WHAT YOU NEED TO DO: Transcribe all records verbatim.

Saved entries:
-*-*-

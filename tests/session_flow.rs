//! End-to-end exchanges between two parties.
//!
//! Run with: cargo test --test session_flow

use parley_core::codec::{decode_printable, encode_printable};
use parley_core::crypto::{decrypt, derive_shared_secret, encrypt, generate_key_pair, Nonce};
use parley_core::{Error, Party, PartyState, PublicKey, SealedMessage, SessionConfig};

fn connect(config: SessionConfig) -> (Party, Party) {
    let mut bob = Party::new("bob", config.clone());
    let mut alice = Party::new("alice", config);

    let bob_public = bob.generate_key_pair().unwrap();
    let alice_public = alice.generate_key_pair().unwrap();

    bob.establish(&alice_public).unwrap();
    alice.establish(&bob_public).unwrap();
    (bob, alice)
}

#[test]
fn bob_sends_hello_alice() {
    let (mut bob, mut alice) = connect(SessionConfig::default());

    let sealed = bob.seal_text("Hello Alice").unwrap();
    assert_eq!(sealed.ciphertext.len(), "Hello Alice".len() + 16);
    assert_eq!(bob.state(), PartyState::ReadyToSend);

    let text = alice.open_text(&sealed).unwrap();
    assert_eq!(text, "Hello Alice");
    assert_eq!(alice.state(), PartyState::MessageRecovered);
}

#[test]
fn free_functions_match_the_workflow() {
    let bob = generate_key_pair().unwrap();
    let alice = generate_key_pair().unwrap();

    let bob_shared = derive_shared_secret(bob.secret_key(), &alice.public_key()).unwrap();
    let alice_shared = derive_shared_secret(alice.secret_key(), &bob.public_key()).unwrap();
    assert_eq!(bob_shared.as_bytes(), alice_shared.as_bytes());

    let nonce = Nonce::generate().unwrap();
    let ciphertext = encrypt(b"Hello Alice", &nonce, &bob_shared).unwrap();
    assert_eq!(decrypt(&ciphertext, &nonce, &alice_shared).unwrap(), b"Hello Alice");
}

#[test]
fn alice_using_her_own_nonce_fails() {
    let bob = generate_key_pair().unwrap();
    let alice = generate_key_pair().unwrap();
    let bob_shared = derive_shared_secret(bob.secret_key(), &alice.public_key()).unwrap();
    let alice_shared = derive_shared_secret(alice.secret_key(), &bob.public_key()).unwrap();

    let bob_nonce = Nonce::generate().unwrap();
    let ciphertext = encrypt(b"Hello Alice", &bob_nonce, &bob_shared).unwrap();

    let alice_nonce = Nonce::generate().unwrap();
    assert_eq!(
        decrypt(&ciphertext, &alice_nonce, &alice_shared),
        Err(Error::AuthenticationFailed)
    );
}

#[test]
fn tampered_message_fails_party() {
    let (mut bob, mut alice) = connect(SessionConfig::default());

    let sealed = bob.seal_text("Hello Alice").unwrap();
    let mut bytes = sealed.to_bytes();
    let last = bytes.len() - 1;
    bytes[last] ^= 0x01;
    let tampered = SealedMessage::from_bytes(&bytes).unwrap();

    assert_eq!(alice.open(&tampered), Err(Error::AuthenticationFailed));
    assert_eq!(alice.state(), PartyState::Failed);
    assert!(matches!(
        alice.open(&sealed),
        Err(Error::InvalidState { state: "Failed", .. })
    ));
}

#[test]
fn messages_survive_json_transport() {
    let (mut bob, mut alice) = connect(SessionConfig::default());

    let messages = ["first", "Hello Alice , this is Bob! ;'[]{} bla bla", ""];
    let wire: Vec<String> = messages
        .iter()
        .map(|m| bob.seal_text(m).unwrap().to_json().unwrap())
        .collect();

    for (expected, json) in messages.iter().zip(&wire) {
        let sealed = SealedMessage::from_json(json).unwrap();
        assert_eq!(alice.open_text(&sealed).unwrap(), *expected);
    }
}

#[test]
fn public_keys_travel_as_printable_strings() {
    let mut bob = Party::new("bob", SessionConfig::default());
    let mut alice = Party::new("alice", SessionConfig::default());

    let bob_wire = bob.generate_key_pair().unwrap().to_printable();
    let alice_wire = encode_printable(alice.generate_key_pair().unwrap().as_bytes());
    assert_eq!(bob_wire.len(), 44);

    bob.establish(&PublicKey::from_printable(&alice_wire).unwrap()).unwrap();
    let alice_peer = PublicKey::from_slice(&decode_printable(&bob_wire).unwrap()).unwrap();
    alice.establish(&alice_peer).unwrap();

    let sealed = bob.seal(b"via base64").unwrap();
    assert_eq!(alice.open(&sealed).unwrap(), b"via base64");
}

#[test]
fn out_of_order_calls_are_rejected() {
    let mut party = Party::new("carol", SessionConfig::default());
    let sealed = SealedMessage {
        nonce: Nonce::from_bytes([0u8; 24]),
        ciphertext: vec![0u8; 32],
    };

    let err = party.open(&sealed).unwrap_err();
    assert_eq!(err.to_string(), "Cannot open a message while in state Uninitialized");
    assert_eq!(party.state(), PartyState::Uninitialized);
}

#[test]
fn plaintext_cap_applies_to_sender() {
    let config = SessionConfig::default().with_max_plaintext_size(5);
    let (mut bob, _alice) = connect(config);

    assert!(bob.seal_text("12345").is_ok());
    assert_eq!(
        bob.seal_text("123456"),
        Err(Error::MessageTooLarge { size: 6, max: 5 })
    );
}

#[test]
fn differing_domains_cannot_talk() {
    let mut bob = Party::new("bob", SessionConfig::default().with_kdf_domain("app-a-v1"));
    let mut alice = Party::new("alice", SessionConfig::default().with_kdf_domain("app-b-v1"));
    let bob_public = bob.generate_key_pair().unwrap();
    let alice_public = alice.generate_key_pair().unwrap();
    bob.establish(&alice_public).unwrap();
    alice.establish(&bob_public).unwrap();

    let sealed = bob.seal_text("Hello Alice").unwrap();
    assert_eq!(alice.open(&sealed), Err(Error::AuthenticationFailed));
}

#[test]
fn a_third_party_cannot_read() {
    let (mut bob, _alice) = connect(SessionConfig::default());
    let sealed = bob.seal_text("Hello Alice").unwrap();

    let mut eve = Party::new("eve", SessionConfig::default());
    eve.generate_key_pair().unwrap();
    eve.establish(&bob.public_key().unwrap()).unwrap();

    assert_eq!(eve.open(&sealed), Err(Error::AuthenticationFailed));
}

-*-*-

RESULT BELOW:
filename tests/session_flow.rs
//! End-to-end exchanges between two parties.
//!
//! Run with: cargo test --test session_flow

use parley_core::codec::{decode_printable, encode_printable};
use parley_core::crypto::{decrypt, derive_shared_secret, encrypt, generate_key_pair, Nonce};
use parley_core::{Error, Party, PartyState, PublicKey, SealedMessage, SessionConfig};

fn connect(config: SessionConfig) -> (Party, Party) {
    let mut bob = Party::new("bob", config.clone());
    let mut alice = Party::new("alice", config);

    let bob_public = bob.generate_key_pair().unwrap();
    let alice_public = alice.generate_key_pair().unwrap();

    bob.establish(&alice_public).unwrap();
    alice.establish(&bob_public).unwrap();
    (bob, alice)
}

#[test]
fn bob_sends_hello_alice() {
    let (mut bob, mut alice) = connect(SessionConfig::default());

    let sealed = bob.seal_text("Hello Alice").unwrap();
    assert_eq!(sealed.ciphertext.len(), "Hello Alice".len() + 16);
    assert_eq!(bob.state(), PartyState::ReadyToSend);

    let text = alice.open_text(&sealed).unwrap();
    assert_eq!(text, "Hello Alice");
    assert_eq!(alice.state(), PartyState::MessageRecovered);
}

#[test]
fn free_functions_match_the_workflow() {
    let bob = generate_key_pair().unwrap();
    let alice = generate_key_pair().unwrap();

    let bob_shared = derive_shared_secret(bob.secret_key(), &alice.public_key()).unwrap();
    let alice_shared = derive_shared_secret(alice.secret_key(), &bob.public_key()).unwrap();
    assert_eq!(bob_shared.as_bytes(), alice_shared.as_bytes());

    let nonce = Nonce::generate().unwrap();
    let ciphertext = encrypt(b"Hello Alice", &nonce, &bob_shared).unwrap();
    assert_eq!(decrypt(&ciphertext, &nonce, &alice_shared).unwrap(), b"Hello Alice");
}

#[test]
fn alice_using_her_own_nonce_fails() {
    let bob = generate_key_pair().unwrap();
    let alice = generate_key_pair().unwrap();
    let bob_shared = derive_shared_secret(bob.secret_key(), &alice.public_key()).unwrap();
    let alice_shared = derive_shared_secret(alice.secret_key(), &bob.public_key()).unwrap();

    let bob_nonce = Nonce::generate().unwrap();
    let ciphertext = encrypt(b"Hello Alice", &bob_nonce, &bob_shared).unwrap();

    let alice_nonce = Nonce::generate().unwrap();
    assert_eq!(
        decrypt(&ciphertext, &alice_nonce, &alice_shared),
        Err(Error::AuthenticationFailed)
    );
}

#[test]
fn tampered_message_fails_party() {
    let (mut bob, mut alice) = connect(SessionConfig::default());

    let sealed = bob.seal_text("Hello Alice").unwrap();
    let mut bytes = sealed.to_bytes();
    let last = bytes.len() - 1;
    bytes[last] ^= 0x01;
    let tampered = SealedMessage::from_bytes(&bytes).unwrap();

    assert_eq!(alice.open(&tampered), Err(Error::AuthenticationFailed));
    assert_eq!(alice.state(), PartyState::Failed);
    assert!(matches!(
        alice.open(&sealed),
        Err(Error::InvalidState { state: "Failed", .. })
    ));
}

#[test]
fn messages_survive_json_transport() {
    let (mut bob, mut alice) = connect(SessionConfig::default());

    let messages = ["first", "Hello Alice , this is Bob! ;'[]{} bla bla", ""];
    let wire: Vec<String> = messages
        .iter()
        .map(|m| bob.seal_text(m).unwrap().to_json().unwrap())
        .collect();

    for (expected, json) in messages.iter().zip(&wire) {
        let sealed = SealedMessage::from_json(json).unwrap();
        assert_eq!(alice.open_text(&sealed).unwrap(), *expected);
    }
}

#[test]
fn public_keys_travel_as_printable_strings() {
    let mut bob = Party::new("bob", SessionConfig::default());
    let mut alice = Party::new("alice", SessionConfig::default());

    let bob_wire = bob.generate_key_pair().unwrap().to_printable();
    let alice_wire = encode_printable(alice.generate_key_pair().unwrap().as_bytes());
    assert_eq!(bob_wire.len(), 44);

    bob.establish(&PublicKey::from_printable(&alice_wire).unwrap()).unwrap();
    let alice_peer = PublicKey::from_slice(&decode_printable(&bob_wire).unwrap()).unwrap();
    alice.establish(&alice_peer).unwrap();

    let sealed = bob.seal(b"via base64").unwrap();
    assert_eq!(alice.open(&sealed).unwrap(), b"via base64");
}

#[test]
fn out_of_order_calls_are_rejected() {
    let mut party = Party::new("carol", SessionConfig::default());
    let sealed = SealedMessage {
        nonce: Nonce::from_bytes([0u8; 24]),
        ciphertext: vec![0u8; 32],
    };

    let err = party.open(&sealed).unwrap_err();
    assert_eq!(err.to_string(), "Cannot open a message while in state Uninitialized");
    assert_eq!(party.state(), PartyState::Uninitialized);
}

#[test]
fn plaintext_cap_applies_to_sender() {
    let config = SessionConfig::default().with_max_plaintext_size(5);
    let (mut bob, _alice) = connect(config);

    assert!(bob.seal_text("12345").is_ok());
    assert_eq!(
        bob.seal_text("123456"),
        Err(Error::MessageTooLarge { size: 6, max: 5 })
    );
}

#[test]
fn differing_domains_cannot_talk() {
    let mut bob = Party::new("bob", SessionConfig::default().with_kdf_domain("app-a-v1"));
    let mut alice = Party::new("alice", SessionConfig::default().with_kdf_domain("app-b-v1"));
    let bob_public = bob.generate_key_pair().unwrap();
    let alice_public = alice.generate_key_pair().unwrap();
    bob.establish(&alice_public).unwrap();
    alice.establish(&bob_public).unwrap();

    let sealed = bob.seal_text("Hello Alice").unwrap();
    assert_eq!(alice.open(&sealed), Err(Error::AuthenticationFailed));
}

#[test]
fn a_third_party_cannot_read() {
    let (mut bob, _alice) = connect(SessionConfig::default());
    let sealed = bob.seal_text("Hello Alice").unwrap();

    let mut eve = Party::new("eve", SessionConfig::default());
    eve.generate_key_pair().unwrap();
    eve.establish(&bob.public_key().unwrap()).unwrap();

    assert_eq!(eve.open(&sealed), Err(Error::AuthenticationFailed));
}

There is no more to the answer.